§ TASK BRIEF: Your reply should be made up of every line in the records below that holds the string "Deserialize".

[RECORDS FOR THE EXERCISE]

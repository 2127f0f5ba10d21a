use chrono::NaiveDate;
use fpt_output::Formula;
use fpt_schemas::{MachineId, ProductionLog, Shift};
use serde::{Deserialize, Serialize};
use tracing::{debug, warn};

use crate::{EntryError, ProductionStore};

/// Where an entry's start index came from.
#[derive(Debug, Clone, Copy, PartialEq, Eq, Serialize, Deserialize)]
#[serde(rename_all = "snake_case")]
pub enum StartSource {
    /// End index of the chronological predecessor.
    Continuity,
    /// Operator-supplied (reset, or a machine with no history).
    Supplied,
    /// Zero, for inputs where the start cannot affect the output.
    Default,
}

#[derive(Debug, Clone, Copy, PartialEq, Serialize, Deserialize)]
pub struct StartIndex {
    pub value: f64,
    pub source: StartSource,
}

/// Chronological predecessor of (`date`, `shift`) within one machine's history.
pub fn select_prior(logs: &[ProductionLog], date: NaiveDate, shift: Shift) -> Option<&ProductionLog> {
    logs.iter()
        .filter(|l| l.record_date < date || (l.record_date == date && l.shift < shift))
        .max_by_key(|l| (l.record_date, l.shift))
}

/// Effective end index of the predecessor of (`date`, `shift`).
///
/// `None` means the machine has no earlier log. Never substitutes 0.
pub async fn resolve_prior_end<S>(
    store: &S,
    machine_id: MachineId,
    date: NaiveDate,
    shift: Shift,
) -> Result<Option<f64>, EntryError>
where
    S: ProductionStore + ?Sized,
{
    let prior = store.prior_log(machine_id, date, shift).await?;
    match &prior {
        Some(log) => debug!(
            machine_id = %machine_id,
            date = %date,
            shift = %shift,
            prior_date = %log.record_date,
            prior_shift = %log.shift,
            prior_end = log.continuity_end(),
            "continuity predecessor found"
        ),
        None => debug!(machine_id = %machine_id, date = %date, shift = %shift, "no prior log"),
    }
    Ok(prior.map(|l| l.continuity_end()))
}

/// Decide the start index for an entry.
///
/// Precedence:
/// 1. reset: the operator's value, else the predecessor's end, else 0
///    (the delta uses the end reading alone)
/// 2. history exists: the predecessor's end; a differing supplied value is ignored
/// 3. no history: the supplied value; without one, 0 only for direct readings,
///    otherwise `MissingField`
///
/// A stopped log without an end reading hands its start to the next shift, so a
/// stopped delta entry on a new machine never gets a defaulted start.
pub fn resolve_start(
    prior: Option<f64>,
    supplied: Option<f64>,
    is_reset: bool,
    formula: Formula,
    is_stopped: bool,
) -> Result<StartIndex, EntryError> {
    if is_reset {
        return match (supplied, prior) {
            (Some(v), _) => Ok(StartIndex { value: v, source: StartSource::Supplied }),
            (None, Some(v)) => Ok(StartIndex { value: v, source: StartSource::Continuity }),
            (None, None) if is_stopped && formula.uses_start() => {
                Err(EntryError::MissingField("startIndex"))
            }
            (None, None) => Ok(StartIndex { value: 0.0, source: StartSource::Default }),
        };
    }

    if let Some(prior_end) = prior {
        if let Some(s) = supplied {
            if s != prior_end {
                warn!(
                    supplied = s,
                    prior_end,
                    "supplied start index ignored; continuing from predecessor"
                );
            }
        }
        return Ok(StartIndex {
            value: prior_end,
            source: StartSource::Continuity,
        });
    }

    match supplied {
        Some(v) => Ok(StartIndex {
            value: v,
            source: StartSource::Supplied,
        }),
        None if !formula.uses_start() => Ok(StartIndex {
            value: 0.0,
            source: StartSource::Default,
        }),
        None => Err(EntryError::MissingField("startIndex")),
    }
}

#[cfg(test)]
mod tests {
    use super::*;
    use chrono::Utc;
    use fpt_schemas::{ItemId, LogId};

    fn log(id: i64, y: i32, m: u32, d: u32, shift: Shift, start: f64, end: Option<f64>) -> ProductionLog {
        let now = Utc::now();
        ProductionLog {
            id: LogId(id),
            machine_id: MachineId(1),
            record_date: NaiveDate::from_ymd_opt(y, m, d).unwrap(),
            shift,
            item_id: ItemId(1),
            start_index: start,
            end_index: end,
            input_ne: None,
            final_output: 0.0,
            note: String::new(),
            created_by_id: None,
            created_at_utc: now,
            updated_at_utc: now,
        }
    }

    fn date(y: i32, m: u32, d: u32) -> NaiveDate {
        NaiveDate::from_ymd_opt(y, m, d).unwrap()
    }

    #[test]
    fn predecessor_is_previous_shift_same_day_then_last_shift_of_earlier_days() {
        let history = vec![
            log(1, 2024, 1, 1, Shift::First, 0.0, Some(100.0)),
            log(2, 2024, 1, 1, Shift::Second, 100.0, Some(150.0)),
        ];

        let p = select_prior(&history, date(2024, 1, 1), Shift::Second).unwrap();
        assert_eq!(p.id, LogId(1));
        assert_eq!(p.continuity_end(), 100.0);

        let p = select_prior(&history, date(2024, 1, 2), Shift::First).unwrap();
        assert_eq!(p.id, LogId(2));
        assert_eq!(p.continuity_end(), 150.0);

        assert!(select_prior(&history, date(2024, 1, 1), Shift::First).is_none());
    }

    #[test]
    fn later_logs_are_never_predecessors() {
        let history = vec![log(1, 2024, 1, 5, Shift::First, 0.0, Some(10.0))];
        assert!(select_prior(&history, date(2024, 1, 4), Shift::Third).is_none());
    }

    #[test]
    fn history_overrides_supplied_start() {
        let s = resolve_start(Some(150.0), Some(120.0), false, Formula::CounterDelta, false).unwrap();
        assert_eq!(s, StartIndex { value: 150.0, source: StartSource::Continuity });
    }

    #[test]
    fn reset_prefers_supplied_then_prior_then_zero() {
        let f = Formula::CounterDelta;
        assert_eq!(resolve_start(Some(500.0), Some(3.0), true, f, false).unwrap().value, 3.0);
        assert_eq!(resolve_start(Some(500.0), None, true, f, false).unwrap().value, 500.0);
        let s = resolve_start(None, None, true, f, false).unwrap();
        assert_eq!(s, StartIndex { value: 0.0, source: StartSource::Default });
    }

    #[test]
    fn new_machine_without_start_is_rejected_for_delta_formulas() {
        for f in [
            Formula::CounterDelta,
            Formula::SpindleYield { spindles: 48 },
            Formula::CounterPerNe,
        ] {
            let err = resolve_start(None, None, false, f, false).unwrap_err();
            assert!(matches!(err, EntryError::MissingField("startIndex")), "{f:?}");
        }
    }

    #[test]
    fn new_machine_defaults_to_zero_only_for_direct_readings() {
        let s = resolve_start(None, None, false, Formula::DirectReading, false).unwrap();
        assert_eq!(s.source, StartSource::Default);
        let s = resolve_start(None, None, false, Formula::DirectReading, true).unwrap();
        assert_eq!(s.value, 0.0);
    }

    #[test]
    fn stopped_new_delta_machine_needs_a_start() {
        let err = resolve_start(None, None, false, Formula::CounterDelta, true).unwrap_err();
        assert!(matches!(err, EntryError::MissingField("startIndex")));
        let err = resolve_start(None, None, true, Formula::CounterPerNe, true).unwrap_err();
        assert!(matches!(err, EntryError::MissingField("startIndex")));

        let s = resolve_start(None, Some(50_000.0), false, Formula::CounterDelta, true).unwrap();
        assert_eq!(s, StartIndex { value: 50_000.0, source: StartSource::Supplied });
    }

    #[test]
    fn new_machine_uses_supplied_start() {
        let s = resolve_start(None, Some(77.0), false, Formula::CounterDelta, false).unwrap();
        assert_eq!(s, StartIndex { value: 77.0, source: StartSource::Supplied });
    }
}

[/RECORDS FOR THE EXERCISE]

§ WRITTEN ANSWER:
use serde::{Deserialize, Serialize};
#[derive(Debug, Clone, Copy, PartialEq, Eq, Serialize, Deserialize)]
#[derive(Debug, Clone, Copy, PartialEq, Serialize, Deserialize)]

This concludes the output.